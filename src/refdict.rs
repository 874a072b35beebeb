use crate::error::{Error, Result};
use crate::hash::ObjectId;
use crate::paths::validate_ref_name;
use crate::refs::{self, HEAD, TAGS_PREFIX};
use crate::repo::Repository;
use crate::types::RefTarget;

/// A transient, borrowed view over the refs sharing a common prefix
/// (`refs/heads/` or `refs/tags/`).
///
/// `repo.branches()` and `repo.tags()` both return `RefDict` instances.
/// Names passed to and returned from a `RefDict` are short names such as
/// `main` or `v1.0`.
pub struct RefDict<'a> {
    repo: &'a Repository,
    prefix: &'static str,
}

impl<'a> RefDict<'a> {
    pub(crate) fn new(repo: &'a Repository, prefix: &'static str) -> Self {
        Self { repo, prefix }
    }

    fn full_name(&self, name: &str) -> Result<String> {
        let full = format!("{}{}", self.prefix, name);
        validate_ref_name(&full)?;
        Ok(full)
    }

    fn is_tags(&self) -> bool {
        self.prefix == TAGS_PREFIX
    }

    /// The object the named ref points at, following redirects.
    ///
    /// # Errors
    /// Returns [`Error::NotFound`] if the ref does not exist.
    pub fn get(&self, name: &str) -> Result<ObjectId> {
        refs::deref_ref(self.repo.meta_dir(), &self.full_name(name)?)
    }

    /// Returns `true` if the named branch or tag exists.
    pub fn has(&self, name: &str) -> Result<bool> {
        Ok(refs::try_read_ref(self.repo.meta_dir(), &self.full_name(name)?)?.is_some())
    }

    /// Point the named ref at `id`.
    ///
    /// Branches are created or moved. Tags are immutable: setting a tag
    /// that already exists fails.
    ///
    /// # Errors
    /// * [`Error::InvalidArgument`] if `name` is not a valid ref name.
    /// * [`Error::NotFound`] if `id` is not in the object store.
    /// * [`Error::AlreadyExists`] if setting a tag that already exists.
    pub fn set(&self, name: &str, id: ObjectId) -> Result<()> {
        let full = self.full_name(name)?;
        if !self.repo.objects().contains(id) {
            return Err(Error::not_found(format!("object {}", id)));
        }
        if self.is_tags() && refs::try_read_ref(self.repo.meta_dir(), &full)?.is_some() {
            return Err(Error::already_exists(format!("tag '{}'", name)));
        }
        refs::write_ref(self.repo.meta_dir(), &full, &RefTarget::Direct(id))
    }

    /// Delete the named branch or tag.
    ///
    /// # Errors
    /// * [`Error::NotFound`] if the ref does not exist.
    /// * [`Error::InvalidArgument`] when deleting the branch `HEAD` is on.
    pub fn delete(&self, name: &str) -> Result<()> {
        if self.current_name()?.as_deref() == Some(name) {
            return Err(Error::invalid_argument(format!(
                "cannot delete branch '{}': HEAD points to it",
                name
            )));
        }
        refs::delete_ref(self.repo.meta_dir(), &self.full_name(name)?)
    }

    /// All short names under this prefix, sorted.
    pub fn list(&self) -> Result<Vec<String>> {
        Ok(self.iter()?.into_iter().map(|(name, _)| name).collect())
    }

    /// All `(short name, id)` pairs, sorted by name.
    pub fn iter(&self) -> Result<Vec<(String, ObjectId)>> {
        let namespace = self.prefix.trim_end_matches('/');
        let node = refs::list_refs(self.repo.meta_dir(), namespace)?;
        Ok(node.flatten(""))
    }

    /// The branch `HEAD` redirects to, if any.
    ///
    /// Returns `Ok(None)` when HEAD is detached, and always for tags. The
    /// branch need not exist yet.
    pub fn current_name(&self) -> Result<Option<String>> {
        if self.is_tags() {
            return Ok(None);
        }
        match refs::try_read_ref(self.repo.meta_dir(), HEAD)? {
            Some(RefTarget::Symbolic(target)) => {
                Ok(target.strip_prefix(self.prefix).map(str::to_string))
            }
            _ => Ok(None),
        }
    }

    /// Make `HEAD` redirect to the named branch.
    ///
    /// # Errors
    /// Returns [`Error::InvalidArgument`] for tags.
    pub fn set_current(&self, name: &str) -> Result<()> {
        if self.is_tags() {
            return Err(Error::invalid_argument("tags have no current entry"));
        }
        let full = self.full_name(name)?;
        refs::write_ref(self.repo.meta_dir(), HEAD, &RefTarget::Symbolic(full))
    }
}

——————

* _About this task_
The full listing above needs to be output exactly.

* _Exercise answer_
filename src/refdict.rs
repository 874a072b35beebeb
use crate::error::{Error, Result};
use crate::hash::ObjectId;
use crate::paths::validate_ref_name;
use crate::refs::{self, HEAD, TAGS_PREFIX};
use crate::repo::Repository;
use crate::types::RefTarget;

/// A transient, borrowed view over the refs sharing a common prefix
/// (`refs/heads/` or `refs/tags/`).
///
/// `repo.branches()` and `repo.tags()` both return `RefDict` instances.
/// Names passed to and returned from a `RefDict` are short names such as
/// `main` or `v1.0`.
pub struct RefDict<'a> {
    repo: &'a Repository,
    prefix: &'static str,
}

impl<'a> RefDict<'a> {
    pub(crate) fn new(repo: &'a Repository, prefix: &'static str) -> Self {
        Self { repo, prefix }
    }

    fn full_name(&self, name: &str) -> Result<String> {
        let full = format!("{}{}", self.prefix, name);
        validate_ref_name(&full)?;
        Ok(full)
    }

    fn is_tags(&self) -> bool {
        self.prefix == TAGS_PREFIX
    }

    /// The object the named ref points at, following redirects.
    ///
    /// # Errors
    /// Returns [`Error::NotFound`] if the ref does not exist.
    pub fn get(&self, name: &str) -> Result<ObjectId> {
        refs::deref_ref(self.repo.meta_dir(), &self.full_name(name)?)
    }

    /// Returns `true` if the named branch or tag exists.
    pub fn has(&self, name: &str) -> Result<bool> {
        Ok(refs::try_read_ref(self.repo.meta_dir(), &self.full_name(name)?)?.is_some())
    }

    /// Point the named ref at `id`.
    ///
    /// Branches are created or moved. Tags are immutable: setting a tag
    /// that already exists fails.
    ///
    /// # Errors
    /// * [`Error::InvalidArgument`] if `name` is not a valid ref name.
    /// * [`Error::NotFound`] if `id` is not in the object store.
    /// * [`Error::AlreadyExists`] if setting a tag that already exists.
    pub fn set(&self, name: &str, id: ObjectId) -> Result<()> {
        let full = self.full_name(name)?;
        if !self.repo.objects().contains(id) {
            return Err(Error::not_found(format!("object {}", id)));
        }
        if self.is_tags() && refs::try_read_ref(self.repo.meta_dir(), &full)?.is_some() {
            return Err(Error::already_exists(format!("tag '{}'", name)));
        }
        refs::write_ref(self.repo.meta_dir(), &full, &RefTarget::Direct(id))
    }

    /// Delete the named branch or tag.
    ///
    /// # Errors
    /// * [`Error::NotFound`] if the ref does not exist.
    /// * [`Error::InvalidArgument`] when deleting the branch `HEAD` is on.
    pub fn delete(&self, name: &str) -> Result<()> {
        if self.current_name()?.as_deref() == Some(name) {
            return Err(Error::invalid_argument(format!(
                "cannot delete branch '{}': HEAD points to it",
                name
            )));
        }
        refs::delete_ref(self.repo.meta_dir(), &self.full_name(name)?)
    }

    /// All short names under this prefix, sorted.
    pub fn list(&self) -> Result<Vec<String>> {
        Ok(self.iter()?.into_iter().map(|(name, _)| name).collect())
    }

    /// All `(short name, id)` pairs, sorted by name.
    pub fn iter(&self) -> Result<Vec<(String, ObjectId)>> {
        let namespace = self.prefix.trim_end_matches('/');
        let node = refs::list_refs(self.repo.meta_dir(), namespace)?;
        Ok(node.flatten(""))
    }

    /// The branch `HEAD` redirects to, if any.
    ///
    /// Returns `Ok(None)` when HEAD is detached, and always for tags. The
    /// branch need not exist yet.
    pub fn current_name(&self) -> Result<Option<String>> {
        if self.is_tags() {
            return Ok(None);
        }
        match refs::try_read_ref(self.repo.meta_dir(), HEAD)? {
            Some(RefTarget::Symbolic(target)) => {
                Ok(target.strip_prefix(self.prefix).map(str::to_string))
            }
            _ => Ok(None),
        }
    }

    /// Make `HEAD` redirect to the named branch.
    ///
    /// # Errors
    /// Returns [`Error::InvalidArgument`] for tags.
    pub fn set_current(&self, name: &str) -> Result<()> {
        if self.is_tags() {
            return Err(Error::invalid_argument("tags have no current entry"));
        }
        let full = self.full_name(name)?;
        refs::write_ref(self.repo.meta_dir(), HEAD, &RefTarget::Symbolic(full))
    }
}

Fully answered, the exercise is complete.